The state of the art on CIFAR-10 sits around 99.5% top-1 accuracy and is held by very large vision transformers and ConvNeXt-style networks pre-trained on JFT-300M or ImageNet-21k and then fine-tuned with heavy AutoAugment, Mixup, CutMix and stochastic depth. Closing the four-to-six-percentage-point gap from your 92% baseline to the leaderboard requires roughly a hundredfold more compute and a dozen orthogonal regularisation tricks. The lesson is that 92% is most of the way there: the easy two thirds of the loss curve is what a small, clean ResNet captures, and the long tail belongs to industrial training pipelines.

Wall-clock training time depends on the GPU. On an NVIDIA RTX 3060 (12 GB) you should expect about 35 seconds per epoch, so 200 epochs takes around two hours. On an A100 it is closer to ten seconds an epoch and the whole run finishes in well under an hour. On the integrated Apple Silicon GPU via the MPS backend it is roughly ninety seconds per epoch, and on CPU alone a full run is impractical, well over a day.
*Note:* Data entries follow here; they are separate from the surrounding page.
//! # Solar system bodies
//!
//! [`Body`] is the closed set of objects the engine knows about. Every per-body table lookup
//! (series model, mass, orbital period, magnitude formula) is an exhaustive `match` on it.
use std::fmt;
use std::str::FromStr;

use serde::{Deserialize, Serialize};

use crate::orrery_errors::OrreryError;

#[derive(Debug, Clone, Copy, PartialEq, Eq, Hash, PartialOrd, Ord, Serialize, Deserialize)]
pub enum Body {
    Sun,
    Moon,
    Mercury,
    Venus,
    Earth,
    Mars,
    Jupiter,
    Saturn,
    Uranus,
    Neptune,
    Pluto,
    /// Solar system barycenter
    SSB,
    /// Earth/Moon barycenter
    EMB,
    Star1,
    Star2,
    Star3,
    Star4,
    Star5,
    Star6,
    Star7,
    Star8,
}

impl Body {
    /// The planets, Mercury to Pluto, in order of distance from the Sun.
    pub const PLANETS: [Body; 9] = [
        Body::Mercury,
        Body::Venus,
        Body::Earth,
        Body::Mars,
        Body::Jupiter,
        Body::Saturn,
        Body::Uranus,
        Body::Neptune,
        Body::Pluto,
    ];

    /// The user-definable star slots.
    pub const STARS: [Body; 8] = [
        Body::Star1,
        Body::Star2,
        Body::Star3,
        Body::Star4,
        Body::Star5,
        Body::Star6,
        Body::Star7,
        Body::Star8,
    ];

    /// Index of a user-defined star slot, `None` for every other body.
    pub fn star_index(self) -> Option<usize> {
        match self {
            Body::Star1 => Some(0),
            Body::Star2 => Some(1),
            Body::Star3 => Some(2),
            Body::Star4 => Some(3),
            Body::Star5 => Some(4),
            Body::Star6 => Some(5),
            Body::Star7 => Some(6),
            Body::Star8 => Some(7),
            _ => None,
        }
    }

    pub fn is_star(self) -> bool {
        self.star_index().is_some()
    }

    /// Sidereal orbital period in days, for bodies orbiting the Sun.
    pub fn orbital_period(self) -> Option<f64> {
        match self {
            Body::Mercury => Some(87.969),
            Body::Venus => Some(224.701),
            Body::Earth => Some(365.256),
            Body::Mars => Some(686.980),
            Body::Jupiter => Some(4332.589),
            Body::Saturn => Some(10759.22),
            Body::Uranus => Some(30685.4),
            Body::Neptune => Some(60189.0),
            Body::Pluto => Some(90560.0),
            Body::Sun
            | Body::Moon
            | Body::SSB
            | Body::EMB
            | Body::Star1
            | Body::Star2
            | Body::Star3
            | Body::Star4
            | Body::Star5
            | Body::Star6
            | Body::Star7
            | Body::Star8 => None,
        }
    }

    /// Planets whose orbit lies outside the Earth's.
    pub fn is_superior_planet(self) -> bool {
        matches!(
            self,
            Body::Mars | Body::Jupiter | Body::Saturn | Body::Uranus | Body::Neptune | Body::Pluto
        )
    }
}

impl fmt::Display for Body {
    fn fmt(&self, f: &mut fmt::Formatter<'_>) -> fmt::Result {
        fmt::Debug::fmt(self, f)
    }
}

impl FromStr for Body {
    type Err = OrreryError;

    fn from_str(s: &str) -> Result<Self, Self::Err> {
        let body = match s.to_ascii_lowercase().as_str() {
            "sun" => Body::Sun,
            "moon" => Body::Moon,
            "mercury" => Body::Mercury,
            "venus" => Body::Venus,
            "earth" => Body::Earth,
            "mars" => Body::Mars,
            "jupiter" => Body::Jupiter,
            "saturn" => Body::Saturn,
            "uranus" => Body::Uranus,
            "neptune" => Body::Neptune,
            "pluto" => Body::Pluto,
            "ssb" => Body::SSB,
            "emb" => Body::EMB,
            "star1" => Body::Star1,
            "star2" => Body::Star2,
            "star3" => Body::Star3,
            "star4" => Body::Star4,
            "star5" => Body::Star5,
            "star6" => Body::Star6,
            "star7" => Body::Star7,
            "star8" => Body::Star8,
            _ => return Err(OrreryError::UnknownBody(s.to_string())),
        };
        Ok(body)
    }
}

#[cfg(test)]
mod body_test {
    use super::*;

    #[test]
    fn test_parse_body() {
        assert_eq!("Jupiter".parse::<Body>().unwrap(), Body::Jupiter);
        assert_eq!("ssb".parse::<Body>().unwrap(), Body::SSB);
        assert_eq!("STAR3".parse::<Body>().unwrap(), Body::Star3);
        assert_eq!(
            "Vulcan".parse::<Body>(),
            Err(OrreryError::UnknownBody("Vulcan".into()))
        );
    }

    #[test]
    fn test_display_round_trip() {
        for body in Body::PLANETS.iter().chain(Body::STARS.iter()) {
            assert_eq!(body.to_string().parse::<Body>().unwrap(), *body);
        }
    }

    #[test]
    fn test_star_slots() {
        assert_eq!(Body::Star1.star_index(), Some(0));
        assert_eq!(Body::Star8.star_index(), Some(7));
        assert_eq!(Body::Moon.star_index(), None);
        assert!(Body::Mars.is_superior_planet());
        assert!(!Body::Venus.is_superior_planet());
    }
}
If you cannot access a CUDA GPU, run for fifty epochs instead of two hundred and accept landing at 88% rather than 92%; the qualitative shape of the curve is the same.

What you should take away

  1. A complete CNN training pipeline fits in around eighty lines of PyTorch: a dataset, an augmentation pipeline, a residual block, a stack of three stages, an SGD-plus-cosine training loop and a periodic evaluation pass. Nothing more is needed for 92% on CIFAR-10.
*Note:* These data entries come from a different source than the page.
impl Orrery {
    /// Heliocentric position of a body in EQJ.
    ///
    /// Arguments
    /// ---------
    /// * `body`: any body; user stars must have been defined
    /// * `time`: the instant
    ///
    /// Return
    /// ------
    /// * the position in AU, without light-time correction
    pub fn helio_vector(&self, body: Body, time: &Instant) -> Result<AstroVector, OrreryError> {
        match body {
            Body::Sun => Ok(AstroVector::zero(*time)),
            Body::Mercury
            | Body::Venus
            | Body::Earth
            | Body::Mars
            | Body::Jupiter
            | Body::Saturn
            | Body::Uranus
            | Body::Neptune => vsop_helio_vector(body, time),
            Body::Pluto => {
                let (bary, _) = self.pluto.bary_state(time.tt)?;
                let sun = MajorBodies::at(time.tt).sun;
                Ok(AstroVector::from_position(bary - sun.r, *time))
            }
            Body::Moon => {
                let earth = vsop_helio_vector(Body::Earth, time)?;
                Ok(earth + geo_moon(time))
            }
            Body::EMB => {
                let earth = vsop_helio_vector(Body::Earth, time)?;
                Ok(AstroVector::from_position(
                    earth.pos + geo_moon_position(time.tt) * EMB_FRACTION,
                    *time,
                ))
            }
            Body::SSB => Ok(AstroVector::from_position(
                -MajorBodies::at(time.tt).sun.r,
                *time,
            )),
            Body::Star1
            | Body::Star2
            | Body::Star3
            | Body::Star4
            | Body::Star5
            | Body::Star6
            | Body::Star7
            | Body::Star8 => Ok(self.star(body)?.position(time)),
        }
    }

    /// Heliocentric distance of a body in AU.
    ///
    /// For Mercury … Neptune only the radius series is evaluated.
    pub fn helio_distance(&self, body: Body, time: &Instant) -> Result<f64, OrreryError> {
        match body {
            Body::Sun => Ok(0.0),
            Body::Mercury
            | Body::Venus
            | Body::Earth
            | Body::Mars
            | Body::Jupiter
            | Body::Saturn
            | Body::Uranus
            | Body::Neptune => vsop_helio_distance(body, time),
            Body::Moon
            | Body::Pluto
            | Body::SSB
            | Body::EMB
            | Body::Star1
            | Body::Star2
            | Body::Star3
            | Body::Star4
            | Body::Star5
            | Body::Star6
            | Body::Star7
            | Body::Star8 => Ok(self.helio_vector(body, time)?.length()),
        }
    }

    /// Heliocentric position and velocity of a body in EQJ.
    ///
    /// User stars are fixed: their velocity is zero.
    pub fn helio_state(&self, body: Body, time: &Instant) -> Result<StateVector, OrreryError> {
        match body {
            Body::Sun => Ok(StateVector::zero(*time)),
            Body::Mercury
            | Body::Venus
            | Body::Earth
            | Body::Mars
            | Body::Jupiter
            | Body::Saturn
            | Body::Uranus
            | Body::Neptune => vsop_helio_state(body, time),
            Body::Pluto => {
                let (r, v) = self.pluto.bary_state(time.tt)?;
                let sun = MajorBodies::at(time.tt).sun;
                Ok(StateVector::new(r - sun.r, v - sun.v, *time))
            }
            Body::Moon => Ok(earth_state(time)? + geo_moon_state(time)),
            Body::EMB => Ok(earth_state(time)? + geo_moon_state(time).scale(EMB_FRACTION)),
            Body::SSB => {
                let sun = MajorBodies::at(time.tt).sun;
                Ok(StateVector::new(-sun.r, -sun.v, *time))
            }
            Body::Star1
            | Body::Star2
            | Body::Star3
            | Body::Star4
            | Body::Star5
            | Body::Star6
            | Body::Star7
            | Body::Star8 => {
                let pos = self.star(body)?.position(time);
                Ok(StateVector::new(pos.pos, Vector3::zeros(), *time))
            }
        }
    }

    /// Barycentric position and velocity of a body in EQJ.
    pub fn bary_state(&self, body: Body, time: &Instant) -> Result<StateVector, OrreryError> {
        match body {
            Body::SSB => Ok(StateVector::zero(*time)),
            Body::Pluto => {
                let (r, v) = self.pluto.bary_state(time.tt)?;
                Ok(StateVector::new(r, v, *time))
            }
            Body::Star1
            | Body::Star2
            | Body::Star3
            | Body::Star4
            | Body::Star5
            | Body::Star6
            | Body::Star7
            | Body::Star8 => self.helio_state(body, time),
            Body::Sun
            | Body::Moon
            | Body::Mercury
            | Body::Venus
            | Body::Earth
            | Body::Mars
            | Body::Jupiter
            | Body::Saturn
            | Body::Uranus
            | Body::Neptune
            | Body::EMB => {
                let sun = MajorBodies::at(time.tt).sun;
                let helio = self.helio_state(body, time)?;
                Ok(helio + StateVector::new(sun.r, sun.v, *time))
            }
        }
    }

    /// Geocentric position of a body in EQJ, corrected for light-travel time.
    ///
    /// Arguments
    /// ---------
    /// * `body`: any body; the Earth gives the zero vector
    /// * `time`: the instant of observation
    /// * `aberration`: also take the Earth at the emission time (apparent direction)
    ///
    /// Return
    /// ------
    /// * the position in AU, tagged with `time`
    /// * [`OrreryError::NonConvergence`] if the emission time does not settle in 10 iterations,
    ///   [`OrreryError::LightTravelTooDistant`] beyond one light-day
    ///
    /// The Moon uses the lunar theory directly; user stars are only shifted by the Earth's
    /// heliocentric position.
    pub fn geo_vector(
        &self,
        body: Body,
        time: &Instant,
        aberration: bool,
    ) -> Result<AstroVector, OrreryError> {
        match body {
            Body::Earth => return Ok(AstroVector::zero(*time)),
            Body::Moon => return Ok(geo_moon(time)),
            _ if body.is_star() => {
                let star = self.helio_vector(body, time)?;
                let earth = vsop_helio_vector(Body::Earth, time)?;
                return Ok(star - earth);
            }
            _ => {}
        }

        let mut earth = vsop_helio_vector(Body::Earth, time)?;
        let mut ltime = *time;
        for _ in 0..LIGHT_TIME_ITERATIONS {
            let helio = self.helio_vector(body, &ltime)?;
            if aberration {
                earth = vsop_helio_vector(Body::Earth, &ltime)?;
            }
            let geo = helio.pos - earth.pos;
            let light_time = geo.norm() / VLIGHT_AU;
            if light_time > MAX_LIGHT_TIME {
                return Err(OrreryError::LightTravelTooDistant(light_time));
            }
            let ltime2 = time.add_days(-light_time);
            if (ltime2.tt - ltime.tt).abs() < LIGHT_TIME_TOLERANCE {
                return Ok(AstroVector::from_position(geo, *time));
            }
            ltime = ltime2;
        }
        Err(OrreryError::NonConvergence(format!(
            "light-travel correction for {body} at {time}"
        )))
    }

    /// Geocentric position of the Moon in EQJ (AU).
    pub fn geo_moon(&self, time: &Instant) -> AstroVector {
        geo_moon(time)
    }

    /// Geocentric position and velocity of the Moon in EQJ.
    pub fn geo_moon_state(&self, time: &Instant) -> StateVector {
        geo_moon_state(time)
    }

    /// Equatorial coordinates of a body seen by an observer.
    ///
    /// Arguments
    /// ---------
    /// * `body`: the target
    /// * `time`: the instant
    /// * `observer`: the site, whose geocentric offset is removed (topocentric parallax)
    /// * `of_date`: `true` for the true equator of date, `false` for EQJ
    /// * `aberration`: forwarded to [`Orrery::geo_vector`]
    pub fn equator(
        &self,
        body: Body,
        time: &Instant,
        observer: &Observer,
        of_date: bool,
        aberration: bool,
    ) -> Result<EquatorialCoord, OrreryError> {
        let observer_pos = observer.geocentric_position(time, self, false);
        let geo = self.geo_vector(body, time, aberration)?;
        let topo = geo - observer_pos;
        if of_date {
            let rot = gyration_rot(&self.e_tilt(time), PrecessDirection::From2000);
            EquatorialCoord::from_vector(&rot.rotate_vector(&topo))
        } else {
            EquatorialCoord::from_vector(&topo)
        }
    }

    /// Geocentric position of the Sun on the true ecliptic and equinox of date.
    ///
    /// The Earth is taken one light-travel time (1 AU) earlier, so the result is the apparent
    /// direction of the Sun.
    pub fn sun_position(&self, time: &Instant) -> Result<EclipticCoord, OrreryError> {
        let adjusted = time.add_days(-1.0 / VLIGHT_AU);
        let earth = vsop_helio_vector(Body::Earth, &adjusted)?;
        let tilt = self.e_tilt(&adjusted);
        let sun_eqd = gyration_rot(&tilt, PrecessDirection::From2000).matrix() * (-earth.pos);

        let (s, c) = (tilt.tobl * RADEG).sin_cos();
        let ecliptic = Vector3::new(
            sun_eqd.x,
            c * sun_eqd.y + s * sun_eqd.z,
            -s * sun_eqd.y + c * sun_eqd.z,
        );
        EclipticCoord::from_vector(&AstroVector::from_position(ecliptic, *time))
    }

    /// Convert an EQJ vector to the mean ecliptic of J2000.
    pub fn ecliptic(&self, equatorial: &AstroVector) -> Result<EclipticCoord, OrreryError> {
        EclipticCoord::from_vector(&rotation_eqj_ecl().rotate_vector(equatorial))
    }

    /// Heliocentric ecliptic longitude of a body (mean ecliptic of J2000), in degrees.
    pub fn ecliptic_longitude(&self, body: Body, time: &Instant) -> Result<Degree, OrreryError> {
        if body == Body::Sun {
            return Err(OrreryError::UnsupportedBody(body, "ecliptic_longitude"));
        }
        let helio = self.helio_vector(body, time)?;
        Ok(self.ecliptic(&helio)?.elon)
    }

    /// Difference of the geocentric ecliptic longitudes `body1 - body2`, in `[0, 360)`.
    pub fn pair_longitude(
        &self,
        body1: Body,
        body2: Body,
        time: &Instant,
    ) -> Result<Degree, OrreryError> {
        for body in [body1, body2] {
            if body == Body::Earth {
                return Err(OrreryError::UnsupportedBody(body, "pair_longitude"));
            }
        }
        let eclip1 = self.ecliptic(&self.geo_vector(body1, time, false)?)?;
        let eclip2 = self.ecliptic(&self.geo_vector(body2, time, false)?)?;
        Ok(normalize_longitude(eclip1.elon - eclip2.elon))
    }

    /// Moon phase angle in `[0, 360)`: 0 new, 90 first quarter, 180 full, 270 third quarter.
    pub fn moon_phase(&self, time: &Instant) -> Result<Degree, OrreryError> {
        self.pair_longitude(Body::Moon, Body::Sun, time)
    }

    /// Angle in degrees between a body and the Sun, seen from the Earth.
    pub fn angle_from_sun(&self, body: Body, time: &Instant) -> Result<Degree, OrreryError> {
        if body == Body::Earth {
            return Err(OrreryError::UnsupportedBody(body, "angle_from_sun"));
        }
        let sv = self.geo_vector(Body::Sun, time, true)?;
        let bv = self.geo_vector(body, time, true)?;
        angle_between(&sv.pos, &bv.pos)
    }
}
//! User-defined fixed stars.
//!
//! Eight slots ([`Body::Star1`] … [`Body::Star8`]) can each hold a point in the sky given by its
//! J2000 right ascension, declination and distance. A defined star behaves like any other body in
//! position queries, with zero velocity.
use serde::{Deserialize, Serialize};

use crate::body::Body;
use crate::constants::{Degree, Hour, AU_PER_LY};
use crate::coordinates::{AstroVector, SphericalCoord};
use crate::orrery_errors::OrreryError;
use crate::time::Instant;

/// J2000 direction and distance of a user star.
#[derive(Debug, Clone, Copy, PartialEq, Serialize, Deserialize)]
pub struct StarDefinition {
    /// Right ascension (sidereal hours, EQJ)
    pub ra: Hour,
    /// Declination (degrees, EQJ)
    pub dec: Degree,
    /// Distance in light-years
    pub dist_ly: f64,
}

impl StarDefinition {
    /// Validate and build a star definition.
    ///
    /// Arguments
    /// ---------
    /// * `ra`: right ascension in `[0, 24)` hours
    /// * `dec`: declination in `[-90, +90]` degrees
    /// * `dist_ly`: distance, at least one light-year
    ///
    /// Return
    /// ------
    /// * the definition, or the matching `Invalid…` error
    pub fn new(ra: Hour, dec: Degree, dist_ly: f64) -> Result<Self, OrreryError> {
        if !ra.is_finite() || !(0.0..24.0).contains(&ra) {
            return Err(OrreryError::InvalidRightAscension(ra));
        }
        if !dec.is_finite() || !(-90.0..=90.0).contains(&dec) {
            return Err(OrreryError::InvalidDeclination(dec));
        }
        if !dist_ly.is_finite() || dist_ly < 1.0 {
            return Err(OrreryError::InvalidStarDistance(dist_ly));
        }
        Ok(StarDefinition { ra, dec, dist_ly })
    }

    /// Distance in AU.
    pub fn dist_au(&self) -> f64 {
        self.dist_ly * AU_PER_LY
    }

    /// EQJ position of the star in AU, tagged with `time`.
    pub fn position(&self, time: &Instant) -> AstroVector {
        SphericalCoord {
            lat: self.dec,
            lon: 15.0 * self.ra,
            dist: self.dist_au(),
        }
        .to_vector(*time)
    }
}

/// Slot index of a star body, or [`OrreryError::UnsupportedBody`] for any other body.
pub(crate) fn star_slot(body: Body) -> Result<usize, OrreryError> {
    body.star_index()
        .ok_or(OrreryError::UnsupportedBody(body, "star definitions"))
}

#[cfg(test)]
mod stars_test {
    use approx::assert_relative_eq;

    use super::*;

    #[test]
    fn test_star_validation() {
        assert!(StarDefinition::new(0.0, -90.0, 1.0).is_ok());
        assert!(StarDefinition::new(23.999, 90.0, 1e6).is_ok());
        assert_eq!(
            StarDefinition::new(24.0, 0.0, 10.0),
            Err(OrreryError::InvalidRightAscension(24.0))
        );
        assert_eq!(
            StarDefinition::new(-0.1, 0.0, 10.0),
            Err(OrreryError::InvalidRightAscension(-0.1))
        );
        assert_eq!(
            StarDefinition::new(1.0, 90.5, 10.0),
            Err(OrreryError::InvalidDeclination(90.5))
        );
        assert_eq!(
            StarDefinition::new(1.0, 10.0, 0.5),
            Err(OrreryError::InvalidStarDistance(0.5))
        );
        assert!(StarDefinition::new(f64::NAN, 10.0, 5.0).is_err());
    }

    #[test]
    fn test_star_position() {
        // Sirius, 8.6 ly
        let star = StarDefinition::new(6.7525, -16.7161, 8.6).unwrap();
        let v = star.position(&Instant::from_ut(0.0).unwrap());
        assert_relative_eq!(v.length(), 8.6 * AU_PER_LY, max_relative = 1e-12);
        assert!(v.pos.z < 0.0);
        assert!(v.pos.x < 0.0);
    }

    #[test]
    fn test_star_slot() {
        assert_eq!(star_slot(Body::Star3), Ok(2));
        assert!(star_slot(Body::Mars).is_err());
    }
}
  2. Residual blocks are short, identical, composable units; building a ResNet is mostly a question of how many to stack and where to halve the resolution. The "halve resolution, double channels" pattern is universal across modern CNNs.
  3. SGD with momentum, weight decay $5\times 10^{-4}$, learning rate 0.1 with cosine annealing, and the standard CIFAR augmentations (random crop with padding, horizontal flip, mild colour jitter) form a recipe that has been reproducible since 2015 and remains a strong baseline.
  4. Mixed precision and pinned memory roughly double throughput at no cost in accuracy. They are the first optimisations to reach for once your training script is correct.
  5. The headline 92% is within two percentage points of human performance on this benchmark and within seven of the published state of the art. The remaining gap is paid for in compute and engineering, not in fundamentally different ideas, which is exactly why training a small ResNet from scratch is the right way to consolidate your understanding of convolutional networks.